I know there’s a lot of internet hype about bookshelf ‘styling’, which I actually kind of dislike. Not that I don’t think it’s totally gorgeous when people do style their shelves (or bedrooms, or coffee tables for that matter), but I prefer to think that it all just came together unintentionally. Call me ignorant but I like to live in a world where everything just is pretty, no effort needed.

After browsing ebay and the like for weeks looking for a good secondhand bookshelf in Melbourne (why are all the furniture stores that aren’t Ikea so expensive. Can I get a Pier 1 in Australia please?), I finally found something I’m happy with. And now that it’s here, I’m trying to find things (you know, other than books) to display that will make our place feel like a home. Apparently you don’t just throw a bunch of junk on the shelf to make it pretty. I won’t tell if you don’t.

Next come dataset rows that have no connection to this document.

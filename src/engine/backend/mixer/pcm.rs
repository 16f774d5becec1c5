//! Normalized sample storage for uploaded buffers

use crate::audio::BufferFormat;

/// Uploaded buffer converted to interleaved `f32` in [-1.0, 1.0].
#[derive(Debug, Clone, PartialEq)]
pub struct PcmBuffer {
    pub format: BufferFormat,
    pub frequency: u32,
    samples: Vec<f32>,
}

impl PcmBuffer {
    /// Convert raw upload bytes. `data` must hold whole frames.
    pub fn from_bytes(format: BufferFormat, data: &[u8], frequency: u32) -> Self {
        let samples = match format.bits_per_sample() {
            8 => data.iter().map(|&b| (b as f32 - 128.0) / 128.0).collect(),
            _ => data
                .chunks_exact(2)
                .map(|pair| i16::from_le_bytes([pair[0], pair[1]]) as f32 / 32768.0)
                .collect(),
        };

        Self {
            format,
            frequency,
            samples,
        }
    }

    pub fn channels(&self) -> usize {
        self.format.channels() as usize
    }

    pub fn frames(&self) -> usize {
        self.samples.len() / self.channels()
    }

    fn frame(&self, index: usize) -> (f32, f32) {
        match self.channels() {
            1 => {
                let s = self.samples[index];
                (s, s)
            }
            _ => (self.samples[index * 2], self.samples[index * 2 + 1]),
        }
    }

    /// Left/right sample at a fractional frame position, linearly
    /// interpolated. Past the last frame the next frame is the first one when
    /// looping and the last one otherwise.
    ///
    /// `position` must be below `frames()`.
    pub fn sample_at(&self, position: f64, looping: bool) -> (f32, f32) {
        let frames = self.frames();
        let index = position.floor() as usize;
        let frac = (position - index as f64) as f32;

        let current = self.frame(index);
        if frac == 0.0 {
            return current;
        }

        let next_index = if index + 1 < frames {
            index + 1
        } else if looping {
            0
        } else {
            index
        };
        let next = self.frame(next_index);

        (
            current.0 + (next.0 - current.0) * frac,
            current.1 + (next.1 - current.1) * frac,
        )
    }
}
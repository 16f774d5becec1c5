//! WAV fixtures written with hound into temporary directories.
#![allow(dead_code)]

use std::path::PathBuf;

use tempfile::TempDir;

/// A WAV file that lives as long as its directory.
pub struct WavFixture {
    _dir: TempDir,
    pub path: PathBuf,
}

fn write_wav<F>(spec: hound::WavSpec, write: F) -> WavFixture
where
    F: FnOnce(&mut hound::WavWriter<std::io::BufWriter<std::fs::File>>),
{
    let dir = tempfile::tempdir().expect("create temp dir");
    let path = dir.path().join("fixture.wav");
    let mut writer = hound::WavWriter::create(&path, spec).expect("create wav");
    write(&mut writer);
    writer.finalize().expect("finalize wav");
    WavFixture { _dir: dir, path }
}

/// 16-bit integer samples, `frames` per channel, all channels identical.
pub fn int16_wav(channels: u16, sample_rate: u32, frames: usize) -> WavFixture {
    let spec = hound::WavSpec {
        channels,
        sample_rate,
        bits_per_sample: 16,
        sample_format: hound::SampleFormat::Int,
    };
    write_wav(spec, |writer| {
        for i in 0..frames {
            let value = ((i % 32) as i16 - 16) * 512;
            for _ in 0..channels {
                writer.write_sample(value).expect("write sample");
            }
        }
    })
}

pub fn int8_wav(channels: u16, sample_rate: u32, frames: usize) -> WavFixture {
    let spec = hound::WavSpec {
        channels,
        sample_rate,
        bits_per_sample: 8,
        sample_format: hound::SampleFormat::Int,
    };
    write_wav(spec, |writer| {
        for i in 0..frames {
            let value = (i % 64) as i8 - 32;
            for _ in 0..channels {
                writer.write_sample(value).expect("write sample");
            }
        }
    })
}

pub fn float32_wav(channels: u16, sample_rate: u32, frames: usize) -> WavFixture {
    let spec = hound::WavSpec {
        channels,
        sample_rate,
        bits_per_sample: 32,
        sample_format: hound::SampleFormat::Float,
    };
    write_wav(spec, |writer| {
        for i in 0..frames {
            let value = (i as f32 * 0.01).sin();
            for _ in 0..channels {
                writer.write_sample(value).expect("write sample");
            }
        }
    })
}

/// A file that is not a WAV at all.
pub fn garbage_file() -> WavFixture {
    let dir = tempfile::tempdir().expect("create temp dir");
    let path = dir.path().join("garbage.wav");
    std::fs::write(&path, b"definitely not RIFF data").expect("write garbage");
    WavFixture { _dir: dir, path }
}
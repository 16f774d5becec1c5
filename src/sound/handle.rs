//! Sound - one decoded WAV buffer plus its playback source

use std::fmt;
use std::path::Path;
use std::sync::Arc;

use glam::Vec3;

use super::resource::{BufferResource, SourceParams, SourceResource};
use super::spatial::{create_spatial_source, SpatialSource};
use crate::audio::{decode_wav, decode_wav_bytes, BufferFormat, DecodedWav};
use crate::config::SourceConfig;
use crate::engine::backend::{AudioBackend, BufferId, SourceId, SourceSnapshot, SourceState};
use crate::error::{log_sound_error, SoundError};

/// A loaded sound bound to its own playback source.
///
/// Construction either fully succeeds (buffer uploaded, source bound and
/// parameterized) or fails without leaving anything allocated in the backend.
/// Dropping the sound stops and deletes its source and releases the buffer;
/// spatial sources created from it keep the buffer alive until they are
/// dropped too.
///
/// # Example
/// ```ignore
/// let sound = Sound::load(backend.clone(), "assets/jump.wav")?;
/// sound.play();
/// let echo = sound.spatial(Vec3::new(10.0, 5.0, 0.0))?;
/// echo.play();
/// ```
pub struct Sound {
    source: SourceResource,
    format: BufferFormat,
    sample_rate: u32,
    frames: usize,
    device_id: Option<u32>,
}

impl Sound {
    /// Load a WAV file with the default source parameters.
    ///
    /// # Errors
    /// - `SoundError::LoadFailed` if the file cannot be read or decoded
    /// - `SoundError::UnsupportedFormat` unless it is 8/16-bit mono or stereo
    /// - `SoundError::Backend` if the backend rejects the upload
    pub fn load<P: AsRef<Path>>(
        backend: Arc<dyn AudioBackend>,
        path: P,
    ) -> Result<Self, SoundError> {
        Self::load_with_config(backend, path, &SourceConfig::default())
    }

    /// Load a WAV file, binding the source with `config`.
    pub fn load_with_config<P: AsRef<Path>>(
        backend: Arc<dyn AudioBackend>,
        path: P,
        config: &SourceConfig,
    ) -> Result<Self, SoundError> {
        let decoded = decode_wav(path.as_ref()).inspect_err(|err| {
            log_sound_error(err, "load");
        })?;
        Self::from_decoded(backend, decoded, config)
    }

    /// Load a WAV image already in memory.
    pub fn from_wav_bytes(backend: Arc<dyn AudioBackend>, bytes: &[u8]) -> Result<Self, SoundError> {
        let decoded = decode_wav_bytes(bytes).inspect_err(|err| {
            log_sound_error(err, "load");
        })?;
        Self::from_decoded(backend, decoded, &SourceConfig::default())
    }

    fn from_decoded(
        backend: Arc<dyn AudioBackend>,
        decoded: DecodedWav,
        config: &SourceConfig,
    ) -> Result<Self, SoundError> {
        let format = BufferFormat::from_wav(&decoded.info).inspect_err(|err| {
            log_sound_error(err, "format");
        })?;
        let sample_rate = decoded.info.sample_rate;
        let frames = decoded.frames();

        let buffer = BufferResource::generate(&backend)?;
        let upload = backend.buffer_data(buffer.id(), format, &decoded.data, sample_rate);
        // The backend holds its own copy from here on
        drop(decoded);
        if let Err(err) = upload {
            log_sound_error(&err, "buffer_data");
            return Err(err);
        }

        let params = SourceParams {
            pitch: config.pitch,
            gain: config.gain,
            position: Vec3::from_array(config.position),
            velocity: Vec3::from_array(config.velocity),
        };
        let source = SourceResource::bind(Arc::new(buffer), &params)?;

        log::debug!(
            "[Sound] Loaded {:?} at {} Hz ({} frames) into {} / {}",
            format,
            sample_rate,
            frames,
            source.buffer().id(),
            source.id()
        );

        Ok(Self {
            source,
            format,
            sample_rate,
            frames,
            device_id: backend.device_id(),
        })
    }

    /// Restart from the beginning with looping off.
    pub fn play(&self) {
        self.source.play();
    }

    /// Play repeatedly until stopped or paused.
    pub fn play_looping(&self) {
        self.source.play_looping();
    }

    /// Hold the current position. `play` afterwards restarts from the
    /// beginning; `play_looping` resumes.
    pub fn pause(&self) {
        self.source.pause();
    }

    /// Halt and rewind.
    pub fn stop(&self) {
        self.source.stop();
    }

    /// Release the source and buffer now. Equivalent to dropping the sound.
    pub fn destroy(self) {
        drop(self);
    }

    /// New source at `position` (caller space) sharing this sound's buffer.
    pub fn spatial(&self, position: Vec3) -> Result<SpatialSource, SoundError> {
        create_spatial_source(self, position)
    }

    pub fn set_gain(&self, gain: f32) {
        self.source.set_gain(gain);
    }

    pub fn set_pitch(&self, pitch: f32) {
        self.source.set_pitch(pitch);
    }

    /// Move the sound's own source (backend space, no adaptation).
    pub fn set_position(&self, position: Vec3) {
        self.source.set_position(position);
    }

    pub fn state(&self) -> SourceState {
        self.source.state()
    }

    pub fn is_playing(&self) -> bool {
        self.state() == SourceState::Playing
    }

    pub fn is_looping(&self) -> bool {
        self.snapshot().looping
    }

    pub fn gain(&self) -> f32 {
        self.snapshot().gain
    }

    pub fn pitch(&self) -> f32 {
        self.snapshot().pitch
    }

    pub fn position(&self) -> Vec3 {
        self.snapshot().position
    }

    pub fn snapshot(&self) -> SourceSnapshot {
        self.source.snapshot()
    }

    pub fn format(&self) -> BufferFormat {
        self.format
    }

    pub fn sample_rate(&self) -> u32 {
        self.sample_rate
    }

    pub fn frames(&self) -> usize {
        self.frames
    }

    pub fn device_id(&self) -> Option<u32> {
        self.device_id
    }

    pub fn buffer_id(&self) -> BufferId {
        self.source.buffer().id()
    }

    pub fn source_id(&self) -> SourceId {
        self.source.id()
    }

    pub(crate) fn buffer(&self) -> &Arc<BufferResource> {
        self.source.buffer()
    }
}

impl fmt::Debug for Sound {
    fn fmt(&self, f: &mut fmt::Formatter<'_>) -> fmt::Result {
        f.debug_struct("Sound")
            .field("buffer", &self.buffer_id())
            .field("source", &self.source_id())
            .field("format", &self.format)
            .field("sample_rate", &self.sample_rate)
            .field("frames", &self.frames)
            .finish()
    }
}
//! WAV decoding
//!
//! Decodes RIFF/WAVE files through `hound` into raw interleaved PCM bytes in
//! the layout an audio buffer upload expects:
//! - 8-bit samples as unsigned bytes (silence = 128)
//! - wider integer and float samples as little-endian words
//!
//! Decoding never rejects a sample format the container can describe; format
//! policy lives in [`crate::audio::format`].

use std::io::{Cursor, Read};
use std::path::Path;

use serde::{Deserialize, Serialize};

use crate::error::SoundError;

/// Numeric representation of the stored samples
#[derive(Debug, Clone, Copy, PartialEq, Eq, Serialize, Deserialize)]
#[serde(rename_all = "lowercase")]
pub enum SampleEncoding {
    Int,
    Float,
}

/// Header information of a decoded WAV file
#[derive(Debug, Clone, Copy, PartialEq, Eq, Serialize, Deserialize)]
pub struct WavInfo {
    pub channels: u16,
    pub sample_rate: u32,
    pub bits_per_sample: u16,
    pub sample_format: SampleEncoding,
}

impl WavInfo {
    /// Bytes one sample occupies in the decoded data
    pub fn bytes_per_sample(&self) -> usize {
        (self.bits_per_sample as usize).div_ceil(8)
    }
}

/// Decoded PCM data plus its header
#[derive(Debug, Clone)]
pub struct DecodedWav {
    pub info: WavInfo,
    pub data: Vec<u8>,
}

impl DecodedWav {
    /// Number of sample frames (one sample per channel)
    pub fn frames(&self) -> usize {
        let frame_size = self.info.bytes_per_sample() * self.info.channels as usize;
        if frame_size == 0 {
            return 0;
        }
        self.data.len() / frame_size
    }

    /// Playback length at the declared sample rate
    pub fn duration_ms(&self) -> u64 {
        if self.info.sample_rate == 0 {
            return 0;
        }
        self.frames() as u64 * 1_000 / self.info.sample_rate as u64
    }
}

/// Decode a WAV file from disk.
///
/// # Errors
/// `SoundError::LoadFailed` if the file is missing, unreadable or malformed.
pub fn decode_wav<P: AsRef<Path>>(path: P) -> Result<DecodedWav, SoundError> {
    let path = path.as_ref();
    let origin = path.display().to_string();
    let reader = hound::WavReader::open(path).map_err(|err| load_failed(&origin, err))?;
    read_samples(reader, &origin)
}

/// Decode a WAV image held in memory.
///
/// # Errors
/// `SoundError::LoadFailed` if the bytes are not a readable WAV image.
pub fn decode_wav_bytes(bytes: &[u8]) -> Result<DecodedWav, SoundError> {
    let origin = "<memory>";
    let reader =
        hound::WavReader::new(Cursor::new(bytes)).map_err(|err| load_failed(origin, err))?;
    read_samples(reader, origin)
}

fn load_failed(origin: &str, err: hound::Error) -> SoundError {
    SoundError::LoadFailed {
        path: origin.to_string(),
        reason: err.to_string(),
    }
}

fn read_samples<R: Read>(
    mut reader: hound::WavReader<R>,
    origin: &str,
) -> Result<DecodedWav, SoundError> {
    let spec = reader.spec();
    let info = WavInfo {
        channels: spec.channels,
        sample_rate: spec.sample_rate,
        bits_per_sample: spec.bits_per_sample,
        sample_format: match spec.sample_format {
            hound::SampleFormat::Int => SampleEncoding::Int,
            hound::SampleFormat::Float => SampleEncoding::Float,
        },
    };
    if info.channels == 0 {
        return Err(SoundError::LoadFailed {
            path: origin.to_string(),
            reason: "zero channels".to_string(),
        });
    }

    let capacity = reader.len() as usize * info.bytes_per_sample();
    let mut data = Vec::with_capacity(capacity);

    match (info.sample_format, info.bits_per_sample) {
        // hound hands 8-bit samples back signed; buffers take them unsigned
        (SampleEncoding::Int, 8) => {
            collect(&mut reader, origin, &mut data, |v: i8, out| {
                out.push((v as i16 + 128) as u8)
            })?
        }
        (SampleEncoding::Int, 16) => collect(&mut reader, origin, &mut data, |v: i16, out| {
            out.extend_from_slice(&v.to_le_bytes())
        })?,
        (SampleEncoding::Int, 24) => collect(&mut reader, origin, &mut data, |v: i32, out| {
            out.extend_from_slice(&v.to_le_bytes()[..3])
        })?,
        (SampleEncoding::Int, _) => collect(&mut reader, origin, &mut data, |v: i32, out| {
            out.extend_from_slice(&v.to_le_bytes())
        })?,
        (SampleEncoding::Float, _) => collect(&mut reader, origin, &mut data, |v: f32, out| {
            out.extend_from_slice(&v.to_le_bytes())
        })?,
    }

    log::debug!(
        "[Wav] Decoded {}: {} ch, {} Hz, {}-bit {:?}, {} bytes",
        origin,
        info.channels,
        info.sample_rate,
        info.bits_per_sample,
        info.sample_format,
        data.len()
    );

    Ok(DecodedWav { info, data })
}

fn collect<R, S, F>(
    reader: &mut hound::WavReader<R>,
    origin: &str,
    data: &mut Vec<u8>,
    mut push: F,
) -> Result<(), SoundError>
where
    R: Read,
    S: hound::Sample,
    F: FnMut(S, &mut Vec<u8>),
{
    for sample in reader.samples::<S>() {
        let sample = sample.map_err(|err| SoundError::LoadFailed {
            path: origin.to_string(),
            reason: format!("error reading samples: {err}"),
        })?;
        push(sample, data);
    }
    Ok(())
}
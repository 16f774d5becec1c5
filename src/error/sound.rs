// Sound error types and constants

use crate::error::ErrorCode;
use log::error;
use std::fmt;

/// Sound error code constants
///
/// Error code range: 2001-2007
pub struct SoundErrorCodes {}

impl SoundErrorCodes {
    /// WAV file could not be opened or decoded
    pub const LOAD_FAILED: i32 = 2001;

    /// Sample format is not 8/16-bit mono or stereo
    pub const UNSUPPORTED_FORMAT: i32 = 2002;

    /// Backend rejected an operation
    pub const BACKEND_ERROR: i32 = 2003;

    /// Buffer or source handle is unknown to the backend
    pub const INVALID_HANDLE: i32 = 2004;

    /// Mixer command queue is full
    pub const QUEUE_FULL: i32 = 2005;

    /// Failed to open the output device or stream
    pub const STREAM_OPEN_FAILED: i32 = 2006;

    /// Mutex was poisoned
    pub const LOCK_POISONED: i32 = 2007;
}

/// Error codes reported by audio backends.
///
/// Values follow the OpenAL error enumeration so codes logged by the
/// software mixer read the same as ones from a native driver.
pub struct BackendErrorCode {}

impl BackendErrorCode {
    pub const INVALID_NAME: i32 = 0xA001;
    pub const INVALID_ENUM: i32 = 0xA002;
    pub const INVALID_VALUE: i32 = 0xA003;
    pub const INVALID_OPERATION: i32 = 0xA004;
    pub const OUT_OF_MEMORY: i32 = 0xA005;

    /// Symbolic name for a backend code, used in log lines.
    pub fn name(code: i32) -> &'static str {
        match code {
            Self::INVALID_NAME => "INVALID_NAME",
            Self::INVALID_ENUM => "INVALID_ENUM",
            Self::INVALID_VALUE => "INVALID_VALUE",
            Self::INVALID_OPERATION => "INVALID_OPERATION",
            Self::OUT_OF_MEMORY => "OUT_OF_MEMORY",
            _ => "UNKNOWN",
        }
    }
}

/// Log a sound error with structured context
///
/// Emits the numeric code, the component and the human-readable message
/// through the `log` facade.
pub fn log_sound_error(err: &SoundError, context: &str) {
    error!(
        "Sound error in {}: code={}, component=Sound, message={}",
        context,
        err.code(),
        err.message()
    );
}

/// Sound-related errors
///
/// These cover WAV loading, format mapping, backend buffer/source operations
/// and output stream management.
#[derive(Debug, Clone, PartialEq)]
pub enum SoundError {
    /// File missing, unreadable or not a valid WAV
    LoadFailed { path: String, reason: String },

    /// Decoded sample format has no matching buffer format
    UnsupportedFormat {
        bits_per_sample: u16,
        channels: u16,
        float: bool,
    },

    /// Backend reported an error code for an operation
    Backend { operation: String, code: i32 },

    /// Handle is not known to the backend
    InvalidHandle { kind: &'static str, id: u32 },

    /// Mixer command queue had no room for a command
    QueueFull { capacity: usize },

    /// Failed to open output device or stream
    StreamOpenFailed { reason: String },

    /// Mutex was poisoned
    LockPoisoned { component: String },
}

impl ErrorCode for SoundError {
    fn code(&self) -> i32 {
        match self {
            SoundError::LoadFailed { .. } => SoundErrorCodes::LOAD_FAILED,
            SoundError::UnsupportedFormat { .. } => SoundErrorCodes::UNSUPPORTED_FORMAT,
            SoundError::Backend { .. } => SoundErrorCodes::BACKEND_ERROR,
            SoundError::InvalidHandle { .. } => SoundErrorCodes::INVALID_HANDLE,
            SoundError::QueueFull { .. } => SoundErrorCodes::QUEUE_FULL,
            SoundError::StreamOpenFailed { .. } => SoundErrorCodes::STREAM_OPEN_FAILED,
            SoundError::LockPoisoned { .. } => SoundErrorCodes::LOCK_POISONED,
        }
    }

    fn message(&self) -> String {
        match self {
            SoundError::LoadFailed { path, reason } => {
                format!("Can't load sound {}: {}", path, reason)
            }
            SoundError::UnsupportedFormat {
                bits_per_sample,
                channels,
                float,
            } => {
                let kind = if *float { "float" } else { "integer" };
                format!(
                    "Unsupported sample format: {}-bit {} with {} channel(s)",
                    bits_per_sample, kind, channels
                )
            }
            SoundError::Backend { operation, code } => {
                format!(
                    "Backend error during {}: {} (0x{:X})",
                    operation,
                    BackendErrorCode::name(*code),
                    code
                )
            }
            SoundError::InvalidHandle { kind, id } => {
                format!("Unknown {} handle {}", kind, id)
            }
            SoundError::QueueFull { capacity } => {
                format!("Mixer command queue full (capacity {})", capacity)
            }
            SoundError::StreamOpenFailed { reason } => {
                format!("Failed to open audio stream: {}", reason)
            }
            SoundError::LockPoisoned { component } => {
                format!("Lock poisoned on {}", component)
            }
        }
    }
}

impl fmt::Display for SoundError {
    fn fmt(&self, f: &mut fmt::Formatter<'_>) -> fmt::Result {
        write!(
            f,
            "SoundError::{:?} (code {}): {}",
            self,
            self.code(),
            self.message()
        )
    }
}

impl std::error::Error for SoundError {}
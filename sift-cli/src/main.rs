//! Sift command line: run a CSS selector against a JSON element tree.
//!
//! The tree is read from a file, standard input, or `--inline`. Matches are
//! printed one opening tag per line, or as JSON with `--json`.
//!
//! Logging goes to stderr. Use `-v`/`-vv` or `RUST_LOG=sift_select=trace`.

mod render;

use std::fs::File;
use std::io::{self, BufReader, IsTerminal};
use std::path::{Path, PathBuf};
use std::process::ExitCode;

use anyhow::{Context, Result};
use clap::{ArgAction, Parser};
use sift_dom::DomTree;
use tracing_subscriber::EnvFilter;

/// Sift: select elements from a JSON tree with CSS selectors
#[derive(Parser, Debug)]
#[command(name = "sift")]
#[command(author, version, about, long_about = None)]
#[command(after_help = r#"EXAMPLES:
    # Every active list item
    sift 'ul > li.active' page.json

    # Read the tree from standard input
    cat page.json | sift 'h1 + p'

    # Inline tree, JSON output
    sift --json 'a[href^="https"]' --inline '{"tag": "a", "attrs": {"href": "https://x"}}'

    # Count matches of several selectors
    sift --count 'dt, dd:first-of-type' page.json
"#)]
struct Cli {
    /// Selector list to evaluate
    #[arg(value_name = "SELECTOR")]
    selector: String,

    /// JSON tree to search (`-` or absent reads standard input)
    #[arg(value_name = "FILE")]
    file: Option<PathBuf>,

    /// Take the JSON tree from this argument instead of a file
    #[arg(long, value_name = "JSON", conflicts_with = "file")]
    inline: Option<String>,

    /// Print matches as a JSON array of {tag, attrs, path}
    #[arg(long, conflicts_with = "count")]
    json: bool,

    /// Print only the number of matches
    #[arg(long)]
    count: bool,

    /// Print the loaded tree before the matches
    #[arg(long)]
    tree: bool,

    /// Raise the log level (-v debug, -vv trace)
    #[arg(short, long, action = ArgAction::Count)]
    verbose: u8,
}

fn main() -> Result<ExitCode> {
    let cli = Cli::parse();
    init_logging(cli.verbose);

    let tree = load_tree(&cli)?;
    tracing::debug!(nodes = tree.len(), "loaded tree");

    if cli.tree {
        print!("{}", render::outline(&tree, tree.root()));
    }

    let matches = match sift_select::select(&tree, tree.root(), &cli.selector) {
        Ok(matches) => matches,
        Err(err) => {
            eprintln!("error: {err}");
            return Ok(ExitCode::FAILURE);
        }
    };
    tracing::info!(selector = %cli.selector, found = matches.len(), "selection finished");

    if cli.count {
        println!("{}", matches.len());
    } else if cli.json {
        let records: Vec<_> = matches
            .iter()
            .filter_map(|&id| render::MatchRecord::new(&tree, id))
            .collect();
        println!("{}", serde_json::to_string_pretty(&records)?);
    } else {
        let color = io::stdout().is_terminal();
        for &id in &matches {
            if let Some(element) = tree.as_element(id) {
                println!("{}", render::opening_tag(element, color));
            }
        }
    }

    Ok(ExitCode::SUCCESS)
}

/// Install the stderr subscriber. `RUST_LOG` takes precedence over `-v`.
fn init_logging(verbose: u8) {
    let level = match verbose {
        0 => "warn",
        1 => "debug",
        _ => "trace",
    };
    let filter = EnvFilter::try_from_default_env().unwrap_or_else(|_| EnvFilter::new(level));
    tracing_subscriber::fmt()
        .with_env_filter(filter)
        .with_writer(io::stderr)
        .init();
}

fn load_tree(cli: &Cli) -> Result<DomTree> {
    if let Some(json) = &cli.inline {
        return DomTree::from_json(json).context("failed to parse --inline tree");
    }

    match cli.file.as_deref() {
        Some(path) if path != Path::new("-") => {
            let file = File::open(path)
                .with_context(|| format!("failed to open {}", path.display()))?;
            DomTree::from_json_reader(BufReader::new(file))
                .with_context(|| format!("failed to parse {}", path.display()))
        }
        _ => DomTree::from_json_reader(io::stdin().lock())
            .context("failed to parse tree from standard input"),
    }
}

#[cfg(test)]
mod tests {
    use super::*;

    #[test]
    fn test_cli_definition() {
        use clap::CommandFactory;
        Cli::command().debug_assert();
    }

    #[test]
    fn test_parse_arguments() {
        let cli = Cli::parse_from(["sift", "-vv", "--count", "ul > li", "page.json"]);
        assert_eq!(cli.selector, "ul > li");
        assert_eq!(cli.file.as_deref(), Some(Path::new("page.json")));
        assert!(cli.count);
        assert_eq!(cli.verbose, 2);

        assert!(Cli::try_parse_from(["sift", "--json", "--count", "p"]).is_err());
        assert!(Cli::try_parse_from(["sift", "p", "f.json", "--inline", "{}"]).is_err());
    }

    #[test]
    fn test_load_inline_tree() {
        let cli = Cli::parse_from(["sift", "p", "--inline", r#"[{"tag": "p"}, "text"]"#]);
        let tree = load_tree(&cli).unwrap();
        assert_eq!(sift_select::select(&tree, tree.root(), "p").unwrap().len(), 1);

        let cli = Cli::parse_from(["sift", "p", "--inline", "{"]);
        let err = load_tree(&cli).unwrap_err();
        assert!(err.to_string().contains("--inline"));
    }
}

The shelves in these photos are some of my favourites from the many floating around the web. They’re not too overpacked, and I love the mix of colours and neutrals, and books with other quirky elements. I’m a big reader but I only buy my favourite books in hard copy (the others live on my iPad), and displaying those alongside fun little statues or candles is the best way to add some style to the functionality of a bookshelf. In fact, I think I’ll be ordered these owl bookends sometime in the next week, because I am obsessed. I also love the idea of framing a few photos and placing them next to my books, for one because I don’t have enough books to nearly fill my little shelf, but also because it’s just one more way to make it feel like home again.

What do you think, are you down with stylish bookshelves? Or do you prefer function over fashion, and just cram your shelves with whatever suits the mood?